Nella convinzione di Gateway Pundit, il filo che unisce il Russiagate, Occhionero e Ramsey (e che configurerebbe la ramificazione italiana del Gran Complotto ai danni di Trump) sarebbe la manovra che l’intelligence italiana ha fatto cinque anni fa ai danni di Occhionero – le cui simpatie verso il partito di Trump non erano un segreto – tentando di hackerare due server della sua azienda (ubicati rispettivamente nello Stato di Washington e in West Virginia) al fine di inserirvi le famose mail di Hillary.

Il piano, a quel punto, prevedeva l’intervento dell’Fbi e la “scoperta” del materiale compromettente, che sarebbe ovviamente equivalso ad una prova schiacciante di una macchinazione internazionale ordita dai compagni di merende Trump (o chi per lui) e Occhionero per impedire alla Clinton di diventare la prima presidente donna degli Usa.
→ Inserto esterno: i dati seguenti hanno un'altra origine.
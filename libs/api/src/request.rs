use serde::{Deserialize, Serialize};

/// Filter for listing recording files
#[derive(Debug, Clone, Default, Serialize, Deserialize)]
pub struct RecordingFileQuery {
    #[serde(default)]
    pub stream: Option<String>,
    /// Local date, `YYYY-MM-DD`
    #[serde(default)]
    pub date: Option<String>,
    #[serde(default)]
    pub limit: Option<usize>,
}

/// Operator triggered cleanup
#[derive(Debug, Clone, Serialize, Deserialize)]
pub struct ForceCleanup {
    pub older_than_days: u32,
    #[serde(default)]
    pub dry_run: bool,
}

/// Add a calendar schedule for a stream
#[derive(Debug, Clone, Serialize, Deserialize)]
pub struct AddSchedule {
    pub stream: String,
    pub schedule: String,
    /// Recording length per trigger in seconds
    pub duration: u64,
}
use std::process::Stdio;
use std::time::Duration;

use anyhow::Context;
use async_trait::async_trait;
use tokio::io::{AsyncBufReadExt, AsyncWriteExt, BufReader};
use tokio::process::{Child, ChildStderr, ChildStdin, Command};
use tracing::{debug, warn};

use super::{CommandSpec, EncoderProcess, Spawner};

/// Spawns the encoder as a child process
pub struct CommandSpawner {
    stop_timeout: Duration,
}

impl CommandSpawner {
    pub fn new(stop_timeout: Duration) -> Self {
        Self { stop_timeout }
    }
}

#[async_trait]
impl Spawner for CommandSpawner {
    async fn spawn(&self, spec: &CommandSpec) -> anyhow::Result<Box<dyn EncoderProcess>> {
        let mut child = Command::new(&spec.program)
            .args(&spec.args)
            .stdin(Stdio::piped())
            .stdout(Stdio::null())
            .stderr(Stdio::piped())
            .kill_on_drop(true)
            .spawn()
            .with_context(|| format!("spawn {}", spec.program))?;

        if let Some(stderr) = child.stderr.take() {
            tokio::spawn(forward_stderr(spec.stream.clone(), stderr));
        }

        Ok(Box::new(ChildProcess {
            child,
            stop_timeout: self.stop_timeout,
        }))
    }
}

async fn forward_stderr(stream: String, stderr: ChildStderr) {
    let mut lines = BufReader::new(stderr).lines();
    while let Ok(Some(line)) = lines.next_line().await {
        debug!("[encoder] {}: {}", stream, line);
    }
}

/// `q` makes the encoder flush and write the container trailer
async fn request_quit(stdin: &mut ChildStdin) -> std::io::Result<()> {
    stdin.write_all(b"q\n").await?;
    stdin.flush().await
}

struct ChildProcess {
    child: Child,
    stop_timeout: Duration,
}

#[async_trait]
impl EncoderProcess for ChildProcess {
    fn pid(&self) -> Option<u32> {
        self.child.id()
    }

    fn has_exited(&mut self) -> bool {
        !matches!(self.child.try_wait(), Ok(None))
    }

    async fn stop(&mut self) -> anyhow::Result<()> {
        if let Ok(Some(_)) = self.child.try_wait() {
            return Ok(());
        }

        // an encoder that closed stdin falls through to the kill below
        if let Some(mut stdin) = self.child.stdin.take() {
            if let Err(e) = request_quit(&mut stdin).await {
                debug!("[encoder] quit request failed: {}", e);
            }
        }

        match tokio::time::timeout(self.stop_timeout, self.child.wait()).await {
            Ok(status) => {
                let status = status.context("wait for encoder")?;
                debug!("[encoder] exited with {}", status);
                Ok(())
            }
            Err(_) => {
                warn!(
                    "[encoder] still running {:?} after quit request, killing",
                    self.stop_timeout
                );
                self.child.kill().await.context("kill encoder")
            }
        }
    }
}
Siamo, ovviamente, nel campo delle ipotesi e anche di quelle più spericolate. Occhionero, tuttavia, non sta nella pelle e intravede all’orizzonte la nemesi per tutti coloro che in questi anni l’hanno ritratto come un gran intrallazzatore.

Graham, d’altra parte, non è tipo da mobilitarsi per una barzelletta. Per cui sarà bene restare sintonizzati sulle frequenze della Commissione Giustizia del Senato Usa, da cui potrebbe presto scaturire l’ultimo dei fuochi d’artificio che agitano la politica Usa da quando The Donald ne è diventato il gran mattatore.

Se poi si scoprirà che quei fuochi d’artificio sono almeno in parte made in Italy, beh, qualche successiva detonazione dalle parti di Palazzo Chigi o del quartier generale della nostra intelligence sarà nelle cose.